Concert review: SSO's well-judged performance of Bach's St John Passion

Leading up to the season of Lent, the Singapore Symphony Orchestra is to be lauded for not presenting an umpteenth reading of Handel's Messiah. Instead, it has opted for a rare performance of Johann Sebastian Bach's St John Passion on last Friday at the Esplanade Concert Hall.

First performed in Leipzig in 1724, this was the earlier of two surviving passions, a setting of Jesus Christ's crucifixion and death as told in the Gospel Of John.

The passion and sacrifice of Christ are central tenets of the Christian faith. Bach was to colour the dramatic events in the most vivid and explicit musical language possible, with an aim to reinforce devotion and fervency in the believer, and instil pity and awe in everybody else. This was evangelism 18th century style, with the German composer as a most persuasive proselytiser.

Although the SSO is by no means a period performance ensemble, certain aspects of authenticity were observed by Lim Yau, the artistic director of the Singapore Symphony Chorus, who conducted this evening. He employed a small group of strings (12 violins, two cellos and one bass), obliggato flutes and oboes, bassoon, harpsichord, chamber organ, and delightful surprises: viola da gamba, a stringed instrument that dates back to the 15th century; and theorbo, an ancient fretted instrument strummed like a lute.

The orchestral textures were light and transparent even when loudness in volume was called for. Five vocal soloists were balanced by a 90-strong choir, hand-picked from the Singapore Symphony Chorus, Hallelujah Chorus and Nanyang Academy of Fine Arts Chamber Choir. The opening chorus Herr, Unser Herrscher (Lord, Our Master) projected a rapt and gripping intensity, establishing the reverent tone from the outset.

The heavy-duty role of the Evangelist and narrator was helmed by Australian tenor Steve Davislim, whose clear ringing voice was a consistent pleasure. For those who do not understand German, surtitles in English were helpfully provided. Opposite him were bass Jan-Hendrik Rootering in a sympathetically portrayed, gravitas-laden Jesus, and baritone Martin Snell who commanded Pontius Pilate and the arias for low male voice.

While the triumvirate was rock solid in carrying the action, the women soloists, whose roles reflected the convictions of believers, had bit parts. Alto Lucia Cervoni's pivotal moment was in the aria Es Ist Vollbacht! (It Is Finished!), where the pall of death turns into triumphant victory. Soprano Nadine Lehner struggled in the highest registers of Zerfliesse, Mein Herze (Dissolve Then, My Heart), her dominance being usurped by excellent accompanying duo of flautist Evgueni Brokmiller and oboist Veda Lin Wei.

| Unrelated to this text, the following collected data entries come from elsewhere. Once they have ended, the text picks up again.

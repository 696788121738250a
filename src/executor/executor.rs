//! Orchestration (SPEC_FULL.md §4.4): runs §4.4.1-4.4.8 in fixed order for
//! one `(TradeEventGroup, PortfolioScope)` pair and persists the decision.
//!
//! Grounded on `vault/trade_executor.rs::TradeExecutor::execute_for_user`'s
//! per-leader loop shape and dry-run/live branch, and `main.rs`'s `AppState`
//! for the services-injection pattern called out in SPEC_FULL §9
//! ("Singleton services").

use crate::book::BookService;
use crate::config::ConfigStore;
use crate::error::PersistenceError;
use crate::executor::guardrails::{self, GuardrailInput};
use crate::executor::portfolio::PortfolioReader;
use crate::executor::sizing::{self, BudgetEnforcementInput, BudgetOutcome, SizingInput};
use crate::executor::simulate;
use crate::ledger::Store;
use crate::model::{
    micros, Amount, CopyAttempt, Decision, EntryType, LedgerEntry, PortfolioScope, ReasonCode, SourceType, TradeEventGroup,
};
use parking_lot::RwLock;
use rand::Rng;
use std::sync::Arc;

/// Process-wide collaborators the executor reads from, injected once at
/// startup rather than reached for through globals.
pub struct Services {
    pub book: Arc<BookService>,
    pub store: Store,
    pub config: Arc<RwLock<ConfigStore>>,
}

/// Runs the full pipeline for one scope. `shadow_mirror` selects the
/// `SHADOW_USER` behavior: sizing is a raw 1:1 mirror of the leader's trade
/// and neither budget enforcement nor guardrails/circuit-breakers apply —
/// it exists purely to track `E_L` for budgeted-dynamic sizing elsewhere.
pub async fn execute_group(
    services: &Services,
    group: &TradeEventGroup,
    scope: PortfolioScope,
    shadow_mirror: bool,
) -> Result<CopyAttempt, PersistenceError> {
    // §8 "Idempotence": a re-run of the same (scope, groupKey) — e.g. an
    // ingest retry or a duplicate webhook delivery — must not write a second
    // CopyAttempt, fill set, or ledger entry. Returning the prior decision
    // verbatim is simpler and cheaper than re-deriving a stable id for all
    // three downstream writes.
    if let Some(existing) =
        services.store.copy_attempt_full_by_scope_and_group(scope, group.followed_user_id.as_deref(), &group.group_key)?
    {
        return Ok(existing);
    }

    let effective = {
        let config = services.config.read();
        let leader_for_config = if scope == PortfolioScope::ExecGlobal { None } else { group.followed_user_id.as_deref() };
        config
            .effective_for(leader_for_config)
            .map_err(|e| PersistenceError::NotFound(format!("config resolution failed: {e}")))?
    };
    let system = { services.config.read().system.clone() };

    // EXEC_GLOBAL is one pooled book shared by every leader: portfolio
    // reads aggregate the whole scope rather than one leader's slice of it.
    // The ledger entry written below still carries the *actual* leader id
    // for attribution regardless of this.
    let portfolio_leader_key = if scope == PortfolioScope::ExecGlobal { None } else { group.followed_user_id.as_deref() };

    // 4.4.1 Timing realism.
    let latency_ms = effective.guardrails.decision_latency_ms;
    let jitter_ms = if effective.guardrails.jitter_ms_max > 0 {
        rand::thread_rng().gen_range(0..=effective.guardrails.jitter_ms_max)
    } else {
        0
    };
    if latency_ms + jitter_ms > 0 {
        tokio::time::sleep(std::time::Duration::from_millis(latency_ms + jitter_ms)).await;
    }

    // 4.4.2 Read portfolio state.
    let reader = PortfolioReader::new(&services.store);
    let portfolio = reader.read(scope, portfolio_leader_key, system.initial_bankroll_micros)?;

    // 4.4.3 Min-leader-notional filter.
    if group.source_type != SourceType::Buffer
        && effective.sizing.min_leader_trade_notional_micros > 0
        && group.total_notional_micros < Amount::from_i64(effective.sizing.min_leader_trade_notional_micros)
    {
        return persist_skip(services, group, scope, vec![ReasonCode::LeaderTradeBelowMinNotional], Amount::zero());
    }

    // 4.4.4 Sizing.
    let target_notional_micros = if shadow_mirror {
        group.total_notional_micros.clone()
    } else {
        let shadow_exposure = match group.followed_user_id.as_deref() {
            Some(leader) => reader.shadow_leader_exposure(leader)?,
            None => 0,
        };
        let sizing_input = SizingInput {
            group,
            sizing: &effective.sizing,
            equity_micros: portfolio.equity_micros,
            shadow_leader_exposure_micros: shadow_exposure,
        };
        let result = sizing::size_trade(&sizing_input);
        if let Some(reason) = result.skip {
            return persist_skip(services, group, scope, vec![reason], result.target_notional_micros);
        }
        result.target_notional_micros
    };

    // 4.4.5 Budget enforcement (HARD mode only, skipped for the shadow mirror).
    let target_notional_micros = if shadow_mirror {
        target_notional_micros
    } else {
        let is_reducing = reader.is_reducing_exposure(scope, portfolio_leader_key, &group.token_id, group.side)?;
        let current_exposure_for_leader = group
            .followed_user_id
            .as_deref()
            .and_then(|id| portfolio.exposure_by_leader.get(id))
            .copied()
            .unwrap_or(0);
        let outcome = sizing::enforce_budget(
            &effective.sizing,
            target_notional_micros,
            is_reducing,
            &BudgetEnforcementInput {
                budget_usdc_micros: effective.sizing.budget_usdc_micros,
                current_exposure_for_leader_micros: current_exposure_for_leader,
                min_trade_notional_micros: effective.sizing.min_trade_notional_micros,
            },
        );
        match outcome {
            BudgetOutcome::Skip(reason) => {
                return persist_skip(services, group, scope, vec![reason], Amount::zero());
            }
            BudgetOutcome::Capped(t) | BudgetOutcome::Unchanged(t) => t,
        }
    };

    // 4.4.6 Book simulation.
    let lookup = services.book.get_book(&group.token_id, 2_000, 500).await;
    let Some(book) = lookup.book else {
        return persist_skip(services, group, scope, vec![ReasonCode::NoLiquidityWithinBounds], target_notional_micros);
    };

    let their_reference_price_micros = group.vwap_price_micros;
    let best_price_micros = match group.side {
        crate::model::Side::Buy => book.best_ask_micros,
        crate::model::Side::Sell => book.best_bid_micros,
    };
    let bounds = simulate::price_bounds(
        group.side,
        their_reference_price_micros,
        book.mid_price_micros,
        effective.guardrails.max_worsening_vs_their_fill_micros,
        effective.guardrails.max_over_mid_micros,
    );
    let target_shares = simulate::target_share_micros(&target_notional_micros, best_price_micros);
    let sim = simulate::simulate_fill_for_target_shares(group.side, &book, &bounds, &target_shares);

    // 4.4.7 Guardrails.
    let reasons = if shadow_mirror {
        if sim.filled_share_micros.is_zero() {
            vec![ReasonCode::NoLiquidityWithinBounds]
        } else {
            Vec::new()
        }
    } else {
        let is_reducing = reader.is_reducing_exposure(scope, portfolio_leader_key, &group.token_id, group.side)?;
        guardrails::evaluate(&GuardrailInput {
            side: group.side,
            asset_id: &group.token_id,
            followed_user_id: group.followed_user_id.as_deref(),
            sim: &sim,
            target_notional_micros: &target_notional_micros,
            their_reference_price_micros,
            guardrails: &effective.guardrails,
            portfolio: &portfolio,
            scope,
            is_reducing_exposure: is_reducing,
        })
    };

    let decision = if reasons.is_empty() { Decision::Execute } else { Decision::Skip };

    let attempt_id = uuid::Uuid::new_v4().to_string();
    let attempt = CopyAttempt {
        id: attempt_id.clone(),
        portfolio_scope: scope,
        followed_user_id: group.followed_user_id.clone(),
        group_key: group.group_key.clone(),
        decision,
        reason_codes: reasons,
        source_type: group.source_type,
        buffered_trade_count: group.buffered_trade_count,
        target_notional_micros: target_notional_micros.clone(),
        filled_notional_micros: if decision == Decision::Execute { sim.filled_notional_micros.clone() } else { Amount::zero() },
        filled_share_micros: if decision == Decision::Execute { sim.filled_share_micros.clone() } else { Amount::zero() },
        vwap_price_micros: if decision == Decision::Execute { sim.vwap_filled_micros } else { 0 },
        filled_ratio_bps: if decision == Decision::Execute { sim.filled_ratio_bps } else { 0 },
        their_reference_price_micros,
        mid_price_micros_at_decision: book.mid_price_micros,
        created_at: chrono::Utc::now(),
    };
    services.store.upsert_copy_attempt(&attempt)?;

    if decision == Decision::Execute {
        for fill in &sim.fills {
            let mut fill = fill.clone();
            fill.copy_attempt_id = attempt_id.clone();
            services.store.insert_fill(&fill)?;
        }

        let share_delta = match group.side {
            crate::model::Side::Buy => sim.filled_share_micros.clone(),
            crate::model::Side::Sell => &Amount::zero() - &sim.filled_share_micros,
        };
        // cashDeltaMicros = -shareDeltaMicros * priceMicros / 10^6 (entities.rs's LedgerEntry doc).
        let cash_delta = -&micros::notional_from_shares(&share_delta, sim.vwap_filled_micros);

        let entry = LedgerEntry {
            id: uuid::Uuid::new_v4().to_string(),
            portfolio_scope: scope,
            followed_user_id: group.followed_user_id.clone(),
            market_id: group.token_id.clone(),
            asset_id: group.token_id.clone(),
            entry_type: EntryType::TradeFill,
            share_delta_micros: share_delta,
            cash_delta_micros: cash_delta,
            price_micros: sim.vwap_filled_micros,
            ref_id: format!("copy:{attempt_id}"),
            created_at: chrono::Utc::now(),
        };
        services.store.insert_ledger_entry_idempotent(&entry)?;
    }

    Ok(attempt)
}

The two-hour epic was wisely performed without an interval, which would have ruined its continuity. Tireless throughout was the chorus, which distinguished with the ability to readily switch modes and moods. The gentle chorales were "simple" reassuring affirmations of faith, contrasted with the mob scenes and hypocritical high priests, represented by "complex" chromatics and fugal passages.

Whether believer or not, this was a well-judged performance that moved hearts and souls, not just by the music but also the care of its preparation. Surely, Bach's greater and longer St Matthew Passion cannot be too far away in the horizon.